(Collected data entries)
********************

//! Owned row-major storage
//!
//! Rows are addressed through a slot table (logical row -> physical row), so a
//! full-width row swap only exchanges two slots.

use super::view::MatrixView;
use crate::context::MatrixContext;
use crate::error::{MatrixError, Result};
use ndarray::Array2;
use std::cell::Cell;
use std::fmt;

pub(crate) struct MatrixStorage {
    rows: usize,
    cols: usize,
    cells: Box<[Cell<f64>]>,
    slots: Box<[Cell<usize>]>,
    context: MatrixContext,
}

impl MatrixStorage {
    fn new(
        rows: usize,
        cols: usize,
        context: &MatrixContext,
        operand: &'static str,
    ) -> Result<Self> {
        let buffer = context.allocate(rows, cols, operand)?;
        Ok(Self {
            rows,
            cols,
            cells: buffer.into_iter().map(Cell::new).collect(),
            slots: (0..rows).map(Cell::new).collect(),
            context: context.clone(),
        })
    }

    pub(crate) fn rows(&self) -> usize {
        self.rows
    }

    pub(crate) fn cols(&self) -> usize {
        self.cols
    }

    pub(crate) fn context(&self) -> &MatrixContext {
        &self.context
    }

    #[inline]
    pub(crate) fn cell(&self, row: usize, col: usize) -> &Cell<f64> {
        &self.cells[self.slots[row].get() * self.cols + col]
    }

    #[inline]
    pub(crate) fn swap_slots(&self, a: usize, b: usize) {
        self.slots[a].swap(&self.slots[b]);
    }
}

/// A dense `f64` matrix owning its storage
///
/// All reads and writes go through [`MatrixView`]s obtained with [`Matrix::view`]
/// and its sub-views; any number of views may alias the same storage.
pub struct Matrix {
    storage: MatrixStorage,
}

impl Matrix {
    /// Zero matrix using the default context
    pub fn zeros(rows: usize, cols: usize) -> Result<Self> {
        Self::zeros_in(rows, cols, &MatrixContext::default())
    }

    /// Zero matrix allocated through `context`
    pub fn zeros_in(rows: usize, cols: usize, context: &MatrixContext) -> Result<Self> {
        Ok(Self {
            storage: MatrixStorage::new(rows, cols, context, "M")?,
        })
    }

    pub fn identity(n: usize) -> Result<Self> {
        Self::identity_in(n, &MatrixContext::default())
    }

    pub fn identity_in(n: usize, context: &MatrixContext) -> Result<Self> {
        let matrix = Self::zeros_in(n, n, context)?;
        matrix.view().set_identity();
        Ok(matrix)
    }

    /// Build a matrix from row-major data
    pub fn from_slice(rows: usize, cols: usize, data: &[f64]) -> Result<Self> {
        Self::from_slice_in(rows, cols, data, &MatrixContext::default())
    }

    pub fn from_slice_in(
        rows: usize,
        cols: usize,
        data: &[f64],
        context: &MatrixContext,
    ) -> Result<Self> {
        let matrix = Self::zeros_in(rows, cols, context)?;
        matrix.view().fill_from_slice(data)?;
        Ok(matrix)
    }

    pub fn from_array(array: &Array2<f64>) -> Result<Self> {
        Self::from_array_in(array, &MatrixContext::default())
    }

    pub fn from_array_in(array: &Array2<f64>, context: &MatrixContext) -> Result<Self> {
        let matrix = Self::zeros_in(array.nrows(), array.ncols(), context)?;
        matrix.view().fill_from_array(array)?;
        Ok(matrix)
    }

    /// Deep copy into new storage sharing this matrix's context
    pub fn try_clone(&self) -> Result<Self> {
        self.view().to_matrix()
    }

    /// Full view over the whole storage
    pub fn view(&self) -> MatrixView<'_> {
        MatrixView::full(&self.storage)
    }

    pub fn rows(&self) -> usize {
        self.storage.rows
    }

    pub fn cols(&self) -> usize {
        self.storage.cols
    }

    pub fn context(&self) -> &MatrixContext {
        &self.storage.context
    }

    pub fn get(&self, row: usize, col: usize) -> f64 {
        self.view().get(row, col)
    }

    pub fn to_array(&self) -> Array2<f64> {
        self.view().to_array()
    }

    pub fn to_vec(&self) -> Vec<f64> {
        self.view().to_vec()
    }
}

/// Allocate a matrix shaped like `like`, reporting a failed allocation under `operand`
pub(crate) fn allocate_like(
    like: &MatrixView<'_>,
    context: &MatrixContext,
    operand: &'static str,
) -> Result<Matrix> {
    allocate_shape(like.rows(), like.cols(), context, operand)
}

pub(crate) fn allocate_shape(
    rows: usize,
    cols: usize,
    context: &MatrixContext,
    operand: &'static str,
) -> Result<Matrix> {
    Ok(Matrix {
        storage: MatrixStorage::new(rows, cols, context, operand)?,
    })
}

impl fmt::Debug for Matrix {
    fn fmt(&self, f: &mut fmt::Formatter<'_>) -> fmt::Result {
        f.debug_struct("Matrix")
            .field("rows", &self.rows())
            .field("cols", &self.cols())
            .field("data", &self.to_vec())
            .finish()
    }
}

impl fmt::Display for Matrix {
    fn fmt(&self, f: &mut fmt::Formatter<'_>) -> fmt::Result {
        fmt::Display::fmt(&self.view(), f)
    }
}

impl TryFrom<&Array2<f64>> for Matrix {
    type Error = MatrixError;

    fn try_from(array: &Array2<f64>) -> Result<Self> {
        Self::from_array(array)
    }
}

********************

▶ **TASK**
Your answer must be a single number: the count of lines in the records that hold the word "crate".

▶ **ANSWER BELOW**
10